Am I? Was I? Sort of? Maybe?I can’t answer this question.
“Oh my God,” he says, slapping his hand to his forehead. “All this time you’ve been thinking I’m an asshole for not calling you.”
“I think you’re an asshole for all kinds of reasons.”
“Have you ever been in a serious relationship in your life?”
“Why would you ask that?”
“Because you act like someone who has never been in a serious relationship in her life.”
“How would you even know how I act? We don’t really know each other. Just because we have the same best friends—”
“Why is it so important to you to believe that?”
“It’s not important to me. It’s true!”
“Is it? Is that what’s true? That you and I don’t have any kind of connection? Because we’re different? Because I was a dick to my best friend and yours over seven years ago for like a month? Because another thing that’s true is that Chase and Aimee and I all made peace with each other and I became best friends with Aimee too and our circle of friends grew and included each other. And then everyone else got married and had kids except us, and one summer night on the deck of a loft in Greenpoint at our best friends’ wedding, you and I felt something—it may not have been for each other, but we felt something together—and we kissed.

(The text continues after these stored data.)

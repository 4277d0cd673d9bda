//! Centralized configuration paths for tern
//!
//! All config files live under:
//! - Unix/macOS: `~/.config/tern/`
//! - Windows: `%APPDATA%\tern\`
//!
//! This module is the single source of truth for config paths.

use std::{
    env, fs,
    path::{Path, PathBuf},
};

const APP_DIR: &str = "tern";

/// Prefix of the daily-rotated log files
pub const LOG_FILE_PREFIX: &str = "tern.log";

/// Base config directory for tern
///
/// Unix/macOS:
///   - If XDG_CONFIG_HOME is set: `$XDG_CONFIG_HOME/tern`
///   - Else: `~/.config/tern`
///
/// Windows:
///   - `%APPDATA%\tern`
pub fn config_dir() -> Option<PathBuf> {
    #[cfg(target_os = "windows")]
    {
        env::var("APPDATA")
            .ok()
            .map(|appdata| PathBuf::from(appdata).join(APP_DIR))
    }

    #[cfg(not(target_os = "windows"))]
    {
        env::var_os("XDG_CONFIG_HOME")
            .map(PathBuf::from)
            .or_else(|| dirs::home_dir().map(|h| h.join(".config")))
            .map(|config| config.join(APP_DIR))
    }
}

/// `~/.config/tern/config.yaml`
pub fn config_file() -> Option<PathBuf> {
    config_dir().map(|dir| dir.join("config.yaml"))
}

/// `~/.config/tern/keymap.yaml`
pub fn keymap_file() -> Option<PathBuf> {
    config_dir().map(|dir| dir.join("keymap.yaml"))
}

/// `~/.config/tern/logs/`
pub fn logs_dir() -> Option<PathBuf> {
    config_dir().map(|dir| dir.join("logs"))
}

fn ensure_dir(path: &Path) -> Result<(), String> {
    fs::create_dir_all(path)
        .map_err(|e| format!("Failed to create directory {}: {}", path.display(), e))
}

/// Ensure logs dir exists, returning it
pub fn ensure_logs_dir() -> Result<PathBuf, String> {
    let logs = logs_dir().ok_or_else(|| "No config directory available".to_string())?;
    ensure_dir(&logs)?;
    Ok(logs)
}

And it was a great fucking kiss and I liked it, and that doesn’t mean it had to mean anything more than that. But it happened and it happened between us. And you walked away from me because you didn’t want it to become anything else, and that’s fine. But it’s not fine for you to be mad at me because you think I should have called you, even though you made it very clear to me that you didn’t want it to go anywhere. You can be mad at me if you want, but you do not get to be mad at me for that.”
My eyes are stinging. I have no idea what just happened. One minute we’re chatting on a sidewalk, and the next he’s mad at me. He doesn’t get to be mad at me!
Why do I feel so much closer to him right now?
Why am I so turned-on right now?
I slide as far away from him as I can, backed up into the corner of the back seat, right up against the door.
His eyebrows shoot up. “Are you afraid I’m going to hit you?”